Congenital insensitivity to pain associated with PRDM12 mutation: Two case reports and a literature review

Autor: Hanrui Yu, Jie Wu, Jinju Cong, Mingxiong Chen, Yifei Huang, Jifeng Yu, Liqiang Wang
Jazyk: angličtina
Rok vydání: 2023
Předmět:
Zdroj: Frontiers in Genetics, Vol 14 (2023)
Druh dokumentu: article
ISSN: 1664-8021
DOI: 10.3389/fgene.2023.1139161
Popis: Background:PRDM12 is a newly discovered gene responsible for congenital insensitivity to pain (CIP). Its clinical manifestations are various and not widely known.Methods: The clinical data of two infants diagnosed with CIP associated with PRDM12 mutation were collected.
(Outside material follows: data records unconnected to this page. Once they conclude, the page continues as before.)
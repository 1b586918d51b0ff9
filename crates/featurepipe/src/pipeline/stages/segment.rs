//! # Segmentation Stage
//!
//! Segmentation itself is an external collaborator concern; this stage
//! only owns the representation transition and the post-segmentation
//! filters (minimum token length, denied tags).

use std::sync::Arc;

use serde::{Deserialize, Serialize};

use crate::{
    errors::{FPResult, FeaturePipeError},
    pipeline::stage::{Stage, StageFactoryHook, check_stage_version, type_mismatch},
    record::{Payload, Record, Token},
    types::FPHashSet,
};

const KIND: &str = "segment";

const DEFAULT_SEGMENTER: &str = "whitespace";

/// Splits character data into an ordered token sequence, optionally
/// tagging each token.
pub trait Segmenter: Send + Sync {
    /// Segment the text.
    fn segment(
        &self,
        text: &str,
    ) -> FPResult<Vec<Token>>;

    /// A short stable name for the implementation, persisted with the
    /// stage so a reloaded pipeline can report which segmenter it was
    /// trained with.
    fn name(&self) -> &'static str {
        "custom"
    }
}

/// Splits on Unicode whitespace; produces untagged tokens.
#[derive(Debug, Default, Clone)]
pub struct WhitespaceSegmenter;

impl Segmenter for WhitespaceSegmenter {
    fn segment(
        &self,
        text: &str,
    ) -> FPResult<Vec<Token>> {
        Ok(text.split_whitespace().map(Token::new).collect())
    }

    fn name(&self) -> &'static str {
        DEFAULT_SEGMENTER
    }
}

fn default_segmenter() -> String {
    DEFAULT_SEGMENTER.to_string()
}

#[derive(Debug, Serialize, Deserialize)]
struct Config {
    min_token_len: usize,
    deny_tags: Vec<String>,

    // Absent in configs persisted before segmenter names were recorded.
    #[serde(default = "default_segmenter")]
    segmenter: String,
}

/// Transition `Chars` → `Tokens` through a [`Segmenter`], then drop
/// tokens shorter than `min_token_len` characters or carrying a denied
/// tag.
#[derive(Clone)]
pub struct SegmentChars {
    segmenter: Arc<dyn Segmenter>,
    min_token_len: usize,
    deny_tags: FPHashSet<String>,
}

impl Default for SegmentChars {
    fn default() -> Self {
        Self::new()
    }
}

impl SegmentChars {
    /// Create the stage with the whitespace segmenter and no filters.
    pub fn new() -> Self {
        Self::with_segmenter(Arc::new(WhitespaceSegmenter))
    }

    /// Create the stage with a collaborator-supplied segmenter.
    pub fn with_segmenter(segmenter: Arc<dyn Segmenter>) -> Self {
        Self {
            segmenter,
            min_token_len: 1,
            deny_tags: FPHashSet::default(),
        }
    }

    /// Set the minimum surviving token length, in characters.
    pub fn with_min_token_len(
        mut self,
        min_token_len: usize,
    ) -> Self {
        self.min_token_len = min_token_len;
        self
    }

    /// Set the tags whose tokens are dropped after segmentation.
    pub fn with_deny_tags<W, S>(
        mut self,
        deny_tags: W,
    ) -> Self
    where
        W: IntoIterator<Item = S>,
        S: Into<String>,
    {
        self.deny_tags = deny_tags.into_iter().map(Into::into).collect();
        self
    }

    fn keep(
        &self,
        token: &Token,
    ) -> bool {
        if token.text.chars().count() < self.min_token_len {
            return false;
        }
        match &token.tag {
            Some(tag) => !self.deny_tags.contains(tag),
            None => true,
        }
    }
}

impl Stage for SegmentChars {
    fn kind(&self) -> &'static str {
        KIND
    }

    fn apply(
        &self,
        mut record: Record,
    ) -> FPResult<Record> {
        match record.data {
            Payload::Chars(ref text) => {
                let mut tokens = self.segmenter.segment(text)?;
                tokens.retain(|token| self.keep(token));
                record.data = Payload::Tokens(tokens);
                Ok(record)
            }
            ref other => Err(type_mismatch(KIND, "chars", other.kind())),
        }
    }

    fn export_config(&self) -> FPResult<serde_json::Value> {
        let mut deny_tags: Vec<String> = self.deny_tags.iter().cloned().collect();
        deny_tags.sort_unstable();

        serde_json::to_value(Config {
            min_token_len: self.min_token_len,
            deny_tags,
            segmenter: self.segmenter.name().to_string(),
        })
        .map_err(|e| FeaturePipeError::Parse(e.to_string()))
    }
}

fn build(
    version: u32,
    config: &serde_json::Value,
) -> FPResult<Box<dyn Stage>> {
    check_stage_version(KIND, version, 1)?;
    let config: Config = serde_json::from_value(config.clone())
        .map_err(|e| FeaturePipeError::Parse(e.to_string()))?;

    // Persisted pipelines reload with the whitespace segmenter; callers
    // re-attach language-specific collaborators after loading.
    if config.segmenter != DEFAULT_SEGMENTER {
        log::warn!(
            "segment stage was persisted with segmenter '{}'; reloading with '{}' - \
             re-attach the collaborator before processing",
            config.segmenter,
            DEFAULT_SEGMENTER,
        );
    }

    Ok(Box::new(
        SegmentChars::new()
            .with_min_token_len(config.min_token_len)
            .with_deny_tags(config.deny_tags),
    ))
}

inventory::submit! {
    StageFactoryHook::new(KIND, build)
}

#[cfg(test)]
mod tests {
    use super::*;

    #[test]
    fn test_whitespace_segmentation() {
        let stage = SegmentChars::new();
        let record = stage
            .apply(Record::new(Payload::Chars("the  quick\tfox".into())))
            .unwrap();

        let Payload::Tokens(tokens) = record.data else {
            panic!("expected tokens");
        };
        let texts: Vec<&str> = tokens.iter().map(|t| t.text.as_str()).collect();
        assert_eq!(texts, vec!["the", "quick", "fox"]);
    }

    #[test]
    fn test_min_token_len_filter() {
        let stage = SegmentChars::new().with_min_token_len(2);
        let record = stage
            .apply(Record::new(Payload::Chars("a bb c ddd".into())))
            .unwrap();

        let Payload::Tokens(tokens) = record.data else {
            panic!("expected tokens");
        };
        assert_eq!(tokens.len(), 2);
        assert_eq!(tokens[0].text, "bb");
        assert_eq!(tokens[1].text, "ddd");
    }

    #[test]
    fn test_deny_tags_filter() {
        struct TaggingSegmenter;
        impl Segmenter for TaggingSegmenter {
            fn segment(
                &self,
                text: &str,
            ) -> FPResult<Vec<Token>> {
                Ok(text
                    .split_whitespace()
                    .map(|word| {
                        let tag = if word.chars().all(char::is_numeric) {
                            "m"
                        } else {
                            "n"
                        };
                        Token::tagged(word, tag)
                    })
                    .collect())
            }
        }

        let stage =
            SegmentChars::with_segmenter(Arc::new(TaggingSegmenter)).with_deny_tags(["m"]);
        let record = stage
            .apply(Record::new(Payload::Chars("cat 42 dog".into())))
            .unwrap();

        let Payload::Tokens(tokens) = record.data else {
            panic!("expected tokens");
        };
        assert_eq!(tokens.len(), 2);
        assert_eq!(tokens[0].text, "cat");
        assert_eq!(tokens[1].text, "dog");
    }

    #[test]
    fn test_custom_segmenter_name_is_persisted() {
        struct PerChar;
        impl Segmenter for PerChar {
            fn segment(
                &self,
                text: &str,
            ) -> FPResult<Vec<Token>> {
                Ok(text.chars().map(|c| Token::new(c.to_string())).collect())
            }

            fn name(&self) -> &'static str {
                "per-char"
            }
        }

        let stage = SegmentChars::with_segmenter(Arc::new(PerChar));
        let config = stage.export_config().unwrap();
        assert_eq!(config["segmenter"], "per-char");

        // Reload falls back to the whitespace segmenter (and warns);
        // the name survives so the fallback is attributable.
        let rebuilt = build(1, &config).unwrap();
        let record = rebuilt
            .apply(Record::new(Payload::Chars("ab cd".into())))
            .unwrap();
        let Payload::Tokens(tokens) = record.data else {
            panic!("expected tokens");
        };
        assert_eq!(tokens.len(), 2);
    }

    #[test]
    fn test_config_without_segmenter_name_still_loads() {
        let config = serde_json::json!({
            "min_token_len": 2,
            "deny_tags": [],
        });

        let rebuilt = build(1, &config).unwrap();
        let record = rebuilt
            .apply(Record::new(Payload::Chars("a bb".into())))
            .unwrap();
        let Payload::Tokens(tokens) = record.data else {
            panic!("expected tokens");
        };
        assert_eq!(tokens.len(), 1);
    }

    #[test]
    fn test_config_round_trip() {
        let stage = SegmentChars::new()
            .with_min_token_len(2)
            .with_deny_tags(["m", "p"]);
        let config = stage.export_config().unwrap();

        let rebuilt = build(1, &config).unwrap();
        let record = rebuilt
            .apply(Record::new(Payload::Chars("a bb".into())))
            .unwrap();
        let Payload::Tokens(tokens) = record.data else {
            panic!("expected tokens");
        };
        assert_eq!(tokens.len(), 1);
    }
}
//! # Error Types

/// Errors from featurepipe operations.
#[derive(Debug, thiserror::Error)]
pub enum FeaturePipeError {
    /// Symbol absent from a growth-frozen alphabet.
    ///
    /// Recoverable: callers decide whether a miss is out-of-vocabulary
    /// noise (inference) or a bug (training).
    #[error("symbol not found: {symbol}")]
    NotFound {
        /// Debug rendering of the missing symbol.
        symbol: String,
    },

    /// Index past the end of the table; indicates a caller bug.
    #[error("index {index} out of range for size {size}")]
    IndexOutOfRange {
        /// The offending index.
        index: usize,
        /// The current table size.
        size: usize,
    },

    /// A shape whose joint assignment count overflows `usize`.
    #[error("shape {shape:?} is too large: assignment count overflows usize")]
    ShapeTooLarge {
        /// The offending ordered outcome counts.
        shape: Vec<usize>,
    },

    /// A stage received a record representation it does not accept.
    #[error("stage '{stage}' expected {expected}, got {actual}")]
    TypeMismatch {
        /// The stage kind.
        stage: &'static str,
        /// The representation the stage accepts.
        expected: &'static str,
        /// The representation it received.
        actual: &'static str,
    },

    /// A stage was used outside a pipeline, with no bound alphabets.
    #[error("stage '{stage}' used outside a pipeline (alphabets not bound)")]
    UnboundStage {
        /// The stage kind.
        stage: &'static str,
    },

    /// Persisted state is newer than this reader understands.
    ///
    /// Fatal at load time; nothing is partially loaded.
    #[error("{component} format version {found} exceeds supported version {supported}")]
    IncompatibleVersion {
        /// The persisted component name.
        component: String,
        /// The stored format version.
        found: u32,
        /// The newest version this reader supports.
        supported: u32,
    },

    /// Persisted pipeline names a stage kind with no registered factory.
    #[error("unknown stage kind: {kind}")]
    UnknownStage {
        /// The unrecognized stage kind.
        kind: String,
    },

    /// An external collaborator is unreachable.
    #[error("collaborator unavailable: {0}")]
    Unavailable(String),

    /// A stage failed while processing one record.
    #[error("stage '{stage}' failed on record '{record}': {cause}")]
    StageFailed {
        /// The stage kind.
        stage: String,
        /// The record's name and source, for diagnostics.
        record: String,
        /// The underlying stage error.
        #[source]
        cause: Box<FeaturePipeError>,
    },

    /// I/O error.
    #[error(transparent)]
    Io(#[from] std::io::Error),

    /// Parse error (persisted state, integers, etc.)
    #[error("parse error: {0}")]
    Parse(String),
}

/// Result type for featurepipe operations.
pub type FPResult<T> = core::result::Result<T, FeaturePipeError>;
A literature review was performed, and the clinical characteristics of 20 cases diagnosed with a mutation of PRDM12 were summarized and analyzed.Results: Two patients had pain insensitivity, tongue and lip defects, and corneal ulcers. The genomic analysis results showed that variants of PRDM12 were detected in the two families. The case 1 patient carried heterozygous variations of c.682+1G > A and c.502C > T (p.R168C), which were inherited from her father and mother, respectively. We enrolled 22 patients diagnosed with CIP through a literature review together with our cases. There were 16 male (72.7%) and 6 female (27.3%) patients. The age of onset ranged from 6 months to 57 years. The prevalence of clinic manifestation was 14 cases with insensitivity to pain (63.6%), 19 cases with self-mutilation behaviors (86.4%), 11 cases with tongue and lip defects (50%), 5 cases with mid-facial lesions (22.7%), 6 cases with distal phalanx injury (27.3%), 11 cases of recurrent infection (50%), 3 cases (13.6%) with anhidrosis, and 5 cases (22.7%) with global developmental delay. The prevalence of ocular symptoms was 11 cases (50%) with reduced tear secretion, 6 cases (27.3%) with decreased corneal sensitivity, 7 cases (31.8%) with disappeared corneal reflexes, 5.5 cases (25%, 0.5 indicated a single eye) with corneal opacity, 5 cases (22.7%) with corneal ulceration, and 1 case (4.5%) with a corneal scar.Conclusion: The syndrome caused by PRDM12 mutation is a clinically distinct and diagnosable disease that requires joint multidisciplinary management to control the development of the disease and minimize the occurrence of complications.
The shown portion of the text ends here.